*** Opening Data supplied ***

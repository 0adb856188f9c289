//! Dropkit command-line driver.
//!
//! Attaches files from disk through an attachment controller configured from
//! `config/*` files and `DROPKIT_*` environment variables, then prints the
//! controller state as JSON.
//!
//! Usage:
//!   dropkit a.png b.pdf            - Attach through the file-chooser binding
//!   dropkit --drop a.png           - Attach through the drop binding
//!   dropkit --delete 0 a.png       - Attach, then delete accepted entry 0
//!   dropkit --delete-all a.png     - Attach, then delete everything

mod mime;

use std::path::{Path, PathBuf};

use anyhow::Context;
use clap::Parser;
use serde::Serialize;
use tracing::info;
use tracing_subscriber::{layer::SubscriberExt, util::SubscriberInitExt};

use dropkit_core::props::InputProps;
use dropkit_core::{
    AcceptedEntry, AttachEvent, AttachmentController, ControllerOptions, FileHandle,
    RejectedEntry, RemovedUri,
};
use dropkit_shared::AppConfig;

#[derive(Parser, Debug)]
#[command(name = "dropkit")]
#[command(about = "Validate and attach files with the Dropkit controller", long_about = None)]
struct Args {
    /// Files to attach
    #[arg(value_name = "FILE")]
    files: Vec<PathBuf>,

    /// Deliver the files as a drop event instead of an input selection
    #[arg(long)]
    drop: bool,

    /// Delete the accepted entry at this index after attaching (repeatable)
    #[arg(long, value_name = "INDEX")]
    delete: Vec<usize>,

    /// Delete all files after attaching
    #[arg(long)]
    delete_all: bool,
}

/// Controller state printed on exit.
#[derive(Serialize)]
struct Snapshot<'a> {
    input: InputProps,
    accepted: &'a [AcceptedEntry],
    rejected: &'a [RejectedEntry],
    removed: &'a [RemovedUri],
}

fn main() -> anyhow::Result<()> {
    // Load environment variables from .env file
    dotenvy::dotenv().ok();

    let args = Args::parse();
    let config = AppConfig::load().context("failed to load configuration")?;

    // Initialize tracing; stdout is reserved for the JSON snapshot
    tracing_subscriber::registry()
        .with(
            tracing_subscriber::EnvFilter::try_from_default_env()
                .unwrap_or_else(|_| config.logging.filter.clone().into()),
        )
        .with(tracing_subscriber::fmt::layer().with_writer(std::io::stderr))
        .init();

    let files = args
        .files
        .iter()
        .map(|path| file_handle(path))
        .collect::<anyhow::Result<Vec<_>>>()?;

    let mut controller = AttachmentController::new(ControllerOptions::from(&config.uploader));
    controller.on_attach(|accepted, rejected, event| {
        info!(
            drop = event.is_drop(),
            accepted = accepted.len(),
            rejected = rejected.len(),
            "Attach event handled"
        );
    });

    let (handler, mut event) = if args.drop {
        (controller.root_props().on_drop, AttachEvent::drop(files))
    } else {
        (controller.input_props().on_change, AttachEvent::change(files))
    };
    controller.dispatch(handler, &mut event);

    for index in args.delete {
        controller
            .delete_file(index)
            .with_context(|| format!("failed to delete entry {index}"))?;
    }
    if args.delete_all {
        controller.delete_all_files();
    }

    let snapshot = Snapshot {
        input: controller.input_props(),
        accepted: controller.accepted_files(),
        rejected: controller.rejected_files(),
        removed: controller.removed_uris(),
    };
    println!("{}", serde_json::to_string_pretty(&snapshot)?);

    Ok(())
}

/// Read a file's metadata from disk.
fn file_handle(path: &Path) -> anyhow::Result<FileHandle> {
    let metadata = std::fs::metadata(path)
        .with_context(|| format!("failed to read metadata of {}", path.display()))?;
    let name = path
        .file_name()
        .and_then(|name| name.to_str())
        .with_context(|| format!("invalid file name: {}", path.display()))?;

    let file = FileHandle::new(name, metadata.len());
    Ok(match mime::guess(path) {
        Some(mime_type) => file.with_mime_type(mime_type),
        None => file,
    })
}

*** Closing Data supplied ***
*** Opening Data supplied ***

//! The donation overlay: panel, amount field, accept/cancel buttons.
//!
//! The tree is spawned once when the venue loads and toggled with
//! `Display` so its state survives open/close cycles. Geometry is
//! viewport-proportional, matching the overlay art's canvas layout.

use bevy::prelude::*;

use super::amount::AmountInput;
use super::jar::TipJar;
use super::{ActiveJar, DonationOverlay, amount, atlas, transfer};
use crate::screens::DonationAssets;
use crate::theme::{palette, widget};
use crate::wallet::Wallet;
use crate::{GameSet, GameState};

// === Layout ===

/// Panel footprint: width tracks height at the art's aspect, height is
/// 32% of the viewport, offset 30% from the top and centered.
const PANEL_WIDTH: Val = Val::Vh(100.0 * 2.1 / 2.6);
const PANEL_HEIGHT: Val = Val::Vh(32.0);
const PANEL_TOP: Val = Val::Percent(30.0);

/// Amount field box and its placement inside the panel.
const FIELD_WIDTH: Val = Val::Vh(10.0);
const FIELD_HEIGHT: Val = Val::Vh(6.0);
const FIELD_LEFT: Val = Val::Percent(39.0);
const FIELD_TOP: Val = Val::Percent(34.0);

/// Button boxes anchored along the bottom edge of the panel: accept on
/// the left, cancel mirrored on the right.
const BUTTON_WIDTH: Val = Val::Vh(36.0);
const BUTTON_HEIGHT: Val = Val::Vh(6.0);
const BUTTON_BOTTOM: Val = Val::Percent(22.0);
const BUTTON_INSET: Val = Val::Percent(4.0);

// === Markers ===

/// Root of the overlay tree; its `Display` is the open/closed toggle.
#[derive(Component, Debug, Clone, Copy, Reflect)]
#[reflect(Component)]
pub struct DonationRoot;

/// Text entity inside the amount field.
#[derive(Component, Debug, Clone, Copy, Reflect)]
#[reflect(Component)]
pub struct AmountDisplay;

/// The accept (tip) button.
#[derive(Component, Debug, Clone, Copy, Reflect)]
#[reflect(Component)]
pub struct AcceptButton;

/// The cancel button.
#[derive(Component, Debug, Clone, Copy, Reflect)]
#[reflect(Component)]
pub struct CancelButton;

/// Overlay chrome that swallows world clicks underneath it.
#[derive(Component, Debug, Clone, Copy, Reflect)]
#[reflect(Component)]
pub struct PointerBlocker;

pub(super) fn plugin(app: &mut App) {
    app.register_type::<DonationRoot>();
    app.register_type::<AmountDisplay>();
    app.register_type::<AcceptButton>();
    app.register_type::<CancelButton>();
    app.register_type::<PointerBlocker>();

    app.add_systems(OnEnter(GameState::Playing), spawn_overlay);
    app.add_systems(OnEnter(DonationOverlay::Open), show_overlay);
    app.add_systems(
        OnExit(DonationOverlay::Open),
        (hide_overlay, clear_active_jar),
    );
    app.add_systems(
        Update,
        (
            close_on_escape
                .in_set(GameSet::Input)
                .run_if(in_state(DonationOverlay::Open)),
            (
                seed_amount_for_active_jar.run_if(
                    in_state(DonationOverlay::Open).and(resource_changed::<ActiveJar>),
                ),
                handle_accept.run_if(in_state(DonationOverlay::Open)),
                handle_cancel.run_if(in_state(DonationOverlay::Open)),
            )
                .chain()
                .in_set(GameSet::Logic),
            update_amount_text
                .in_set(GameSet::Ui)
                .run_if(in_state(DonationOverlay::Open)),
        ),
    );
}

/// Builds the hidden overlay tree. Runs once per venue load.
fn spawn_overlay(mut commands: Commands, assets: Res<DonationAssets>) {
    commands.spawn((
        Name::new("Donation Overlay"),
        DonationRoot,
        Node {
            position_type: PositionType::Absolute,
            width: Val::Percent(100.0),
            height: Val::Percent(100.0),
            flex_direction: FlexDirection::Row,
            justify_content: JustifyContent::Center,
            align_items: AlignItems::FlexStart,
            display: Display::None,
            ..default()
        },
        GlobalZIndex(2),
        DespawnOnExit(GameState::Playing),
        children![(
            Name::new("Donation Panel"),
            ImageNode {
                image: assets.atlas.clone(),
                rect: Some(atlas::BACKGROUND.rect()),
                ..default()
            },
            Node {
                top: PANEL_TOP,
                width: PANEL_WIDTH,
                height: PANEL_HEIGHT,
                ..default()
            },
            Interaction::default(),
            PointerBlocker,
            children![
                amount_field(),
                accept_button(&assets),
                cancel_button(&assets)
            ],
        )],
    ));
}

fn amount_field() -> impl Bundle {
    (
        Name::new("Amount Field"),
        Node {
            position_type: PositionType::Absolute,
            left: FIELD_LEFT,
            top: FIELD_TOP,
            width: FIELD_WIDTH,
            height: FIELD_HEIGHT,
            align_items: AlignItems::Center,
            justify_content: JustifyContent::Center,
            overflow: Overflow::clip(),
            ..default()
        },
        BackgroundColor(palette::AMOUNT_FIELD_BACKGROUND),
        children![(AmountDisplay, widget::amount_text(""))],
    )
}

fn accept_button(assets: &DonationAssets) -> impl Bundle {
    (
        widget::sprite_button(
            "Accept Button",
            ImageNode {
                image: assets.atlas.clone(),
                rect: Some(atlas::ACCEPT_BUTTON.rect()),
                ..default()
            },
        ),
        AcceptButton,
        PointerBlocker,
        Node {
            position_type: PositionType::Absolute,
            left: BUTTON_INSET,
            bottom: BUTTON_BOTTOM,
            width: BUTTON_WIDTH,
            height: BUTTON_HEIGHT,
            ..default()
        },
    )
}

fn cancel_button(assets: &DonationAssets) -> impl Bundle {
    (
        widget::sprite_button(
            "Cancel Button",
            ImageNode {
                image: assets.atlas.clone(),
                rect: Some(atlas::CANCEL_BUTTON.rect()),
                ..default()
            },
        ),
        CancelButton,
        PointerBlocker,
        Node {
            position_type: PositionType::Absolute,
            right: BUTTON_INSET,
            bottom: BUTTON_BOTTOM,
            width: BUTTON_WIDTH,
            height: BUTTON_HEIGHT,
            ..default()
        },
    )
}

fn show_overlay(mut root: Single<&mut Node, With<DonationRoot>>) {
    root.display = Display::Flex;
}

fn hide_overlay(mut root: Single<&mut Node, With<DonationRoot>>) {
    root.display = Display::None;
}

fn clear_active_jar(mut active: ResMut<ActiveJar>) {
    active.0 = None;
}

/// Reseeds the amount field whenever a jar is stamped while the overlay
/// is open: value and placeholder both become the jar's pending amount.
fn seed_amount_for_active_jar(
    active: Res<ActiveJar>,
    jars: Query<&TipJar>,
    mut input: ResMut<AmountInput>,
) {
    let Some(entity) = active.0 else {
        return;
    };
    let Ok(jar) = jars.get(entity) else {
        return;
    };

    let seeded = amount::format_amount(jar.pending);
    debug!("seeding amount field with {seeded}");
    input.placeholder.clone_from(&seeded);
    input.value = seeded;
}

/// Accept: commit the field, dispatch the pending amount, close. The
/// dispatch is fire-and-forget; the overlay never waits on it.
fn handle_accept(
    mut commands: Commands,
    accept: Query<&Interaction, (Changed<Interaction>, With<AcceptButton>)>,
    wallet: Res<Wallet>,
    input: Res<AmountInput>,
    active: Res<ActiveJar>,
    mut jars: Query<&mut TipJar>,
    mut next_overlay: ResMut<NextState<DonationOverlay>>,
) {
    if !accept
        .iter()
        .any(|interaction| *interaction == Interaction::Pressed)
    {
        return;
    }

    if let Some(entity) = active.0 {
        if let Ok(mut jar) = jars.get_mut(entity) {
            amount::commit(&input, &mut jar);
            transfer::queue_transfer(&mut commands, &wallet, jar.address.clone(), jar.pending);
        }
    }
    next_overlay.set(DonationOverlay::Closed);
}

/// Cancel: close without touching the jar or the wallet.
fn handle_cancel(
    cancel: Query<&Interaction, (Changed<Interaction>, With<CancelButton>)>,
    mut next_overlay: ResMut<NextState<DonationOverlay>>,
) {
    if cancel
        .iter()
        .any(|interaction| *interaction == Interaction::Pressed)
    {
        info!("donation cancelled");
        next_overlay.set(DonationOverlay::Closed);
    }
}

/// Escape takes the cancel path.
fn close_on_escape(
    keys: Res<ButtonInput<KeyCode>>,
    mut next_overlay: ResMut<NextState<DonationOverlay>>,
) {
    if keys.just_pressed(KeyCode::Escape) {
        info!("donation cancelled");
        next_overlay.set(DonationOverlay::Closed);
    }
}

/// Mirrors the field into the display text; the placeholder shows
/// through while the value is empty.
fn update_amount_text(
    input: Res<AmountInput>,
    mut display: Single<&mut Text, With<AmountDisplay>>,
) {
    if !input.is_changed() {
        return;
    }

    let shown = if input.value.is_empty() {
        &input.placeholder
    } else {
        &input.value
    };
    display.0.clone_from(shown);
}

*** Closing Data supplied ***

With the line holding "repository 0adb856188f9c289" as the first and the line holding "let files = args" as the last, set down that range of the entries above exactly, and nothing else.

* [Response below]:
repository 0adb856188f9c289
//! Dropkit command-line driver.
//!
//! Attaches files from disk through an attachment controller configured from
//! `config/*` files and `DROPKIT_*` environment variables, then prints the
//! controller state as JSON.
//!
//! Usage:
//!   dropkit a.png b.pdf            - Attach through the file-chooser binding
//!   dropkit --drop a.png           - Attach through the drop binding
//!   dropkit --delete 0 a.png       - Attach, then delete accepted entry 0
//!   dropkit --delete-all a.png     - Attach, then delete everything

mod mime;

use std::path::{Path, PathBuf};

use anyhow::Context;
use clap::Parser;
use serde::Serialize;
use tracing::info;
use tracing_subscriber::{layer::SubscriberExt, util::SubscriberInitExt};

use dropkit_core::props::InputProps;
use dropkit_core::{
    AcceptedEntry, AttachEvent, AttachmentController, ControllerOptions, FileHandle,
    RejectedEntry, RemovedUri,
};
use dropkit_shared::AppConfig;

#[derive(Parser, Debug)]
#[command(name = "dropkit")]
#[command(about = "Validate and attach files with the Dropkit controller", long_about = None)]
struct Args {
    /// Files to attach
    #[arg(value_name = "FILE")]
    files: Vec<PathBuf>,

    /// Deliver the files as a drop event instead of an input selection
    #[arg(long)]
    drop: bool,

    /// Delete the accepted entry at this index after attaching (repeatable)
    #[arg(long, value_name = "INDEX")]
    delete: Vec<usize>,

    /// Delete all files after attaching
    #[arg(long)]
    delete_all: bool,
}

/// Controller state printed on exit.
#[derive(Serialize)]
struct Snapshot<'a> {
    input: InputProps,
    accepted: &'a [AcceptedEntry],
    rejected: &'a [RejectedEntry],
    removed: &'a [RemovedUri],
}

fn main() -> anyhow::Result<()> {
    // Load environment variables from .env file
    dotenvy::dotenv().ok();

    let args = Args::parse();
    let config = AppConfig::load().context("failed to load configuration")?;

    // Initialize tracing; stdout is reserved for the JSON snapshot
    tracing_subscriber::registry()
        .with(
            tracing_subscriber::EnvFilter::try_from_default_env()
                .unwrap_or_else(|_| config.logging.filter.clone().into()),
        )
        .with(tracing_subscriber::fmt::layer().with_writer(std::io::stderr))
        .init();

    let files = args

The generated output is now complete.